*** Data to process
//! Message rendering pipeline
//!
//! Turns store messages into [`RenderedBlock`]s: header formatting, text
//! sanitization and wrapping, and image decoding with thumbnail scaling.

mod decode;
mod image_scaler;
mod message_renderer;
mod rendered_block;

pub use decode::{DecodeResult, decode_image};
pub use image_scaler::{ImageScaler, thumbnail_dimensions};
pub use message_renderer::{
    IMAGE_ERROR_PLACEHOLDER, MessageRenderer, escape_html, format_header, wrap_text,
};
pub use rendered_block::{RenderedAttachment, RenderedBlock, TextBody, Thumbnail};
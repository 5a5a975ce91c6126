use thiserror::Error;

use crate::model::ConversationId;

/// Why a byte sequence could not be turned into an image
#[derive(Debug, Clone, PartialEq, Eq, Error)]
pub enum DecodeError {
    #[error("image data is empty")]
    Empty,
    #[error("unsupported image format: {0}")]
    Unsupported(String),
    #[error("corrupt image data: {0}")]
    Corrupt(String),
}

/// Errors surfaced by panels, the coordinator and the conversation store.
///
/// Every variant is non-fatal: callers report it to the user and carry on.
#[derive(Debug, Error)]
pub enum ChatError {
    #[error("failed to load image: {0}")]
    ImageDecode(#[from] DecodeError),

    #[error("please enter a message or attach an image")]
    EmptySend,

    #[error("please select a conversation first")]
    NoConversationSelected,

    #[error("please enter your name")]
    MissingSenderName,

    #[error("conversation {0} does not exist")]
    UnknownConversation(ConversationId),

    #[error("failed to read attachment: {0}")]
    Io(#[from] std::io::Error),
}

impl ChatError {
    /// Short title used when the error is shown as a notice
    pub fn title(&self) -> &'static str {
        match self {
            ChatError::ImageDecode(_) | ChatError::Io(_) => "Error",
            ChatError::EmptySend => "Empty Message",
            ChatError::NoConversationSelected => "No Conversation",
            ChatError::MissingSenderName => "No Name",
            ChatError::UnknownConversation(_) => "Unknown Conversation",
        }
    }
}
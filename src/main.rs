use std::io::BufRead as _;
use std::path::PathBuf;
use std::sync::Arc;

use anyhow::Context as _;
use chatpane::app::shell::{self, Outcome};
use chatpane::{ChatApp, config_manager};

fn main() -> anyhow::Result<()> {
    chatpane::init_logging();

    // Parse config path from command line arguments
    let config_path = parse_config_path();
    let config = config_manager::load_config_or_default(&config_path);
    tracing::info!(path = %config_path.display(), "Config loaded");

    // The main thread owns the UI context; every panel update runs here
    let app = Arc::new(ChatApp::new(config).context("failed to build the chat application")?);
    let ui = app.ui_context().clone();
    let _printer = shell::subscribe_printer(&app, |text| println!("{}", text));

    println!("{}", shell::HELP);
    println!();
    println!("{}", app.history_text());

    let reader_app = app.clone();
    let reader_ui = ui.clone();
    std::thread::Builder::new()
        .name("stdin-reader".to_string())
        .spawn(move || read_commands(reader_app, reader_ui))
        .context("failed to spawn the input thread")?;

    ui.run()
}

/// Forward every input line to the UI context until EOF or `/quit`
fn read_commands(app: Arc<ChatApp>, ui: chatpane::UiContext) {
    let stdin = std::io::stdin();
    for line in stdin.lock().lines() {
        let line = match line {
            Ok(line) => line,
            Err(e) => {
                log::error!("Failed to read input: {}", e);
                break;
            }
        };
        if ui.is_shutdown() {
            return;
        }

        let app = app.clone();
        let task_ui = ui.clone();
        ui.invoke_later(move || match shell::handle_line(&app, &line) {
            Outcome::Continue(Some(output)) => println!("{}", output),
            Outcome::Continue(None) => {}
            Outcome::Quit => task_ui.shutdown(),
        });
    }

    // EOF: let queued commands finish, then stop the loop
    let stopper = ui.clone();
    ui.invoke_later(move || stopper.shutdown());
}

fn parse_config_path() -> PathBuf {
    let mut args = std::env::args().skip(1);
    let mut explicit = None;

    // Check if user specified a custom config path via --config flag
    while let Some(flag) = args.next() {
        if flag == "--config" {
            explicit = args.next().map(PathBuf::from);
            break;
        }
    }

    config_manager::resolve_config_path(explicit)
}
//! Chat Service - conversation store backed by repositories
//!
//! This service owns conversations and message logs and publishes new
//! messages through the event hub once they are appended.

use std::sync::{Arc, Mutex};

use bytes::Bytes;
use chatpane_event_bus::EventHub;
use chatpane_types::{ChatError, Conversation, ConversationId, DEFAULT_MAX_MESSAGE_LENGTH, Message};

use crate::conversation_store::ConversationStore;
use crate::repository::{
    ConversationRepository, InMemoryConversationRepository, InMemoryMessageRepository,
    MessageRepository, NewMessage,
};

/// Conversation store used by the demo
pub struct ChatService {
    event_hub: EventHub,
    conversations: Arc<dyn ConversationRepository>,
    messages: Arc<dyn MessageRepository>,
    max_message_length: usize,
    /// Serializes writers so the event queue order equals the log order
    write_lock: Mutex<()>,
}

impl ChatService {
    /// Create a service with in-memory repositories
    pub fn new(event_hub: EventHub) -> Self {
        Self::with_repositories(
            event_hub,
            Arc::new(InMemoryConversationRepository::new()),
            Arc::new(InMemoryMessageRepository::new()),
        )
    }

    pub fn with_repositories(
        event_hub: EventHub,
        conversations: Arc<dyn ConversationRepository>,
        messages: Arc<dyn MessageRepository>,
    ) -> Self {
        Self {
            event_hub,
            conversations,
            messages,
            max_message_length: DEFAULT_MAX_MESSAGE_LENGTH,
            write_lock: Mutex::new(()),
        }
    }

    pub fn with_max_message_length(mut self, max_message_length: usize) -> Self {
        self.max_message_length = max_message_length;
        self
    }

    pub fn message_count(&self, conversation_id: ConversationId) -> usize {
        self.messages.count(conversation_id)
    }

    fn truncate(&self, text: String) -> String {
        match text.char_indices().nth(self.max_message_length) {
            Some((cut, _)) => {
                log::debug!(
                    "Truncating message text to {} characters",
                    self.max_message_length
                );
                text[..cut].to_string()
            }
            None => text,
        }
    }
}

impl ConversationStore for ChatService {
    fn create_conversation(&self, name: &str, participants: Vec<String>) -> Conversation {
        let conversation = {
            let _writer = self.write_lock.lock().unwrap_or_else(|e| e.into_inner());
            let conversation = self.conversations.create(name, participants);
            self.messages.init_conversation(conversation.id);
            self.event_hub
                .enqueue(chatpane_types::ChatEvent::ConversationCreated(conversation.clone()));
            conversation
        };
        self.event_hub.flush();

        log::info!("Created conversation {}", conversation);
        conversation
    }

    fn all_conversations(&self) -> Vec<Conversation> {
        self.conversations.find_all()
    }

    fn conversation(&self, id: ConversationId) -> Option<Conversation> {
        self.conversations.find_by_id(id)
    }

    fn conversations_for_user(&self, user_name: &str) -> Vec<Conversation> {
        self.conversations.find_by_participant(user_name)
    }

    fn messages(&self, conversation_id: ConversationId) -> Vec<Message> {
        self.messages.find_by_conversation_id(conversation_id)
    }

    /// Append a message and notify listeners
    ///
    /// This method performs the following steps:
    /// 1. Verify the conversation exists
    /// 2. Truncate overly long text and register the sender as a participant
    /// 3. Append to the log and queue the notification, under the write lock
    /// 4. Deliver queued notifications if called on the UI thread
    fn send_message(
        &self,
        conversation_id: ConversationId,
        sender_name: &str,
        text: Option<String>,
        image_data: Option<Bytes>,
    ) -> Result<Message, ChatError> {
        let message = {
            let _writer = self.write_lock.lock().unwrap_or_else(|e| e.into_inner());

            let conversation = self
                .conversations
                .find_by_id(conversation_id)
                .ok_or(ChatError::UnknownConversation(conversation_id))?;

            if !conversation.has_participant(sender_name) {
                self.conversations
                    .add_participant(conversation_id, sender_name);
            }

            let message = self.messages.create(NewMessage {
                conversation_id,
                sender_name: sender_name.to_string(),
                text: text.map(|text| self.truncate(text)),
                image_data,
            });
            self.event_hub.enqueue_message(message.clone());
            message
        };

        let delivered = self.event_hub.flush();
        log::debug!(
            "Message #{} appended to conversation {} ({} notifications delivered inline)",
            message.id,
            conversation_id,
            delivered
        );
        Ok(message)
    }

    fn add_participant(&self, conversation_id: ConversationId, user_name: &str) -> bool {
        self.conversations.add_participant(conversation_id, user_name)
    }

    fn event_hub(&self) -> &EventHub {
        &self.event_hub
    }
}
******
## [Required action]
From the records above, transcribe without alteration every line from the one with "Some((cut, _)) =>" to the one with "impl ConversationStore for", inclusive.

## [Problem solution]
            Some((cut, _)) => {
                log::debug!(
                    "Truncating message text to {} characters",
                    self.max_message_length
                );
                text[..cut].to_string()
            }
            None => text,
        }
    }
}

impl ConversationStore for ChatService {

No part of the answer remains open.